### Assigned task
The answer should consist of every line in the material below that has the word "crate".

=== Begin Enclosure ===

use duskfall_core::{signed_angle, Pose, SpriteKey, Viewport};
use glam::Vec2;

use crate::SpriteObject;

/// Sprites closer than this distance along the view axis are not drawn.
pub const NEAR_CLIP: f32 = 0.5;

/// Screen-space placement of a visible sprite.
#[derive(Clone, Copy, Debug, PartialEq)]
pub struct SpriteDraw {
    /// Horizontal centre of the sprite in pixels.
    pub screen_x: f32,
    /// Width and height in pixels.
    pub size: Vec2,
    /// Distance along the view axis.
    pub depth: f32,
    /// Image to draw.
    pub image: SpriteKey,
    /// Frame of the image to draw.
    pub frame: u32,
    /// Vertical offset relative to the projected height.
    pub height_shift: f32,
}

impl SpriteDraw {
    /// Left edge in pixels.
    #[must_use]
    pub fn left(&self) -> f32 {
        self.screen_x - self.size.x * 0.5
    }

    /// Top edge in pixels for a surface of the provided height.
    #[must_use]
    pub fn top(&self, screen_height: f32) -> f32 {
        let projected = self.size.y;
        screen_height * 0.5 - projected * 0.5 + self.height_shift * projected
    }
}

/// Projects sprites into screen space.
///
/// Sprites outside the field of view (allowing half an image of slack on
/// either side), closer than [`NEAR_CLIP`], or behind the wall in every
/// column they cover are dropped. The result is ordered back to front; equal
/// depths keep the order of `objects`.
#[must_use]
pub fn project(
    objects: &[SpriteObject],
    pose: &Pose,
    viewport: &Viewport,
    depth_buffer: &[f32],
) -> Vec<SpriteDraw> {
    let mut draws: Vec<SpriteDraw> = objects
        .iter()
        .filter_map(|object| project_one(object, pose, viewport, depth_buffer))
        .collect();
    draws.sort_by(|a, b| b.depth.total_cmp(&a.depth));
    draws
}

fn project_one(
    object: &SpriteObject,
    pose: &Pose,
    viewport: &Viewport,
    depth_buffer: &[f32],
) -> Option<SpriteDraw> {
    let offset = object.position - pose.position;
    let delta = signed_angle(offset.y.atan2(offset.x) - pose.angle);
    let depth = offset.length() * delta.cos();
    if depth <= NEAR_CLIP {
        return None;
    }

    let column_width = viewport.column_width();
    let screen_x =
        (viewport.columns() as f32 * 0.5 + delta / viewport.delta_angle()) * column_width;

    let height = viewport.screen_distance() / depth * object.scale;
    let width = height * object.aspect;
    let half_width = width * 0.5;
    if screen_x <= -half_width || screen_x >= viewport.width() + half_width {
        return None;
    }

    if occluded(screen_x - half_width, screen_x + half_width, depth, column_width, depth_buffer) {
        return None;
    }

    Some(SpriteDraw {
        screen_x,
        size: Vec2::new(width, height),
        depth,
        image: object.image,
        frame: object.frame,
        height_shift: object.height_shift,
    })
}

fn occluded(left: f32, right: f32, depth: f32, column_width: f32, depth_buffer: &[f32]) -> bool {
    if depth_buffer.is_empty() {
        return false;
    }

    let last = depth_buffer.len() - 1;
    let first_column = (left / column_width).floor().max(0.0) as usize;
    let last_column = ((right / column_width).ceil().max(0.0) as usize).min(last);
    if first_column > last_column {
        return false;
    }

    depth_buffer[first_column..=last_column]
        .iter()
        .all(|wall| *wall < depth)
}

#[cfg(test)]
mod tests {
    use std::f32::consts::FRAC_PI_2;

    use super::*;
    use crate::{SpriteId, SpriteRegistry};

    fn viewport() -> Viewport {
        Viewport::new(800.0, 600.0, 100, 60.0_f32.to_radians())
    }

    fn sprite(id: u32, position: Vec2) -> SpriteObject {
        SpriteObject::new(SpriteId::new(id), SpriteKey::Candelabra, position)
    }

    #[test]
    fn sprite_straight_ahead_lands_on_screen_centre() {
        let pose = Pose::new(Vec2::new(1.5, 1.5), 0.0);
        let draws = project(&[sprite(0, Vec2::new(4.5, 1.5))], &pose, &viewport(), &[]);

        assert_eq!(draws.len(), 1);
        assert!((draws[0].screen_x - 400.0).abs() < 1e-3);
        assert!((draws[0].depth - 3.0).abs() < 1e-5);
    }

    #[test]
    fn sprites_behind_or_too_close_are_culled() {
        let pose = Pose::new(Vec2::new(5.0, 5.0), 0.0);
        let objects = [
            sprite(0, Vec2::new(2.0, 5.0)),
            sprite(1, Vec2::new(5.3, 5.0)),
            sprite(2, Vec2::new(5.0, 9.0)),
        ];

        assert!(project(&objects, &pose, &viewport(), &[]).is_empty());
    }

    #[test]
    fn sprites_fully_behind_walls_are_hidden() {
        let pose = Pose::new(Vec2::new(1.5, 1.5), 0.0);
        let objects = [sprite(0, Vec2::new(6.5, 1.5))];

        let walls_near = vec![2.0; 100];
        let walls_far = vec![10.0; 100];

        assert!(project(&objects, &pose, &viewport(), &walls_near).is_empty());
        assert_eq!(project(&objects, &pose, &viewport(), &walls_far).len(), 1);
    }

    #[test]
    fn partially_visible_sprite_is_kept() {
        let pose = Pose::new(Vec2::new(1.5, 1.5), 0.0);
        let objects = [sprite(0, Vec2::new(4.5, 1.5))];
        let mut depths = vec![1.0; 100];
        depths[50] = 8.0;

        assert_eq!(project(&objects, &pose, &viewport(), &depths).len(), 1);
    }

    #[test]
    fn draws_are_sorted_back_to_front_with_stable_ties() {
        let pose = Pose::new(Vec2::new(1.5, 5.0), 0.0);
        let mut registry = SpriteRegistry::new();
        let near = registry.spawn(SpriteKey::GreenLight, Vec2::new(3.5, 5.0));
        let _ = registry.spawn(SpriteKey::Candelabra, Vec2::new(7.5, 5.0));
        let _ = registry.spawn(SpriteKey::RedLight, Vec2::new(7.5, 5.0));

        let draws = project(registry.objects(), &pose, &viewport(), &[]);
        let images: Vec<_> = draws.iter().map(|draw| draw.image).collect();

        assert_eq!(
            images,
            vec![SpriteKey::Candelabra, SpriteKey::RedLight, SpriteKey::GreenLight]
        );
        assert_eq!(registry.get(near).map(|object| object.image), Some(SpriteKey::GreenLight));
    }

    #[test]
    fn sprite_to_the_side_of_a_rotated_view_is_visible() {
        let pose = Pose::new(Vec2::new(3.0, 3.0), FRAC_PI_2);
        let draws = project(&[sprite(0, Vec2::new(3.0, 6.0))], &pose, &viewport(), &[]);

        assert_eq!(draws.len(), 1);
        assert!((draws[0].screen_x - 400.0).abs() < 1e-2);
    }
}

=== End Enclosure ===

### Task solution
use crate::SpriteObject;
    use crate::{SpriteId, SpriteRegistry};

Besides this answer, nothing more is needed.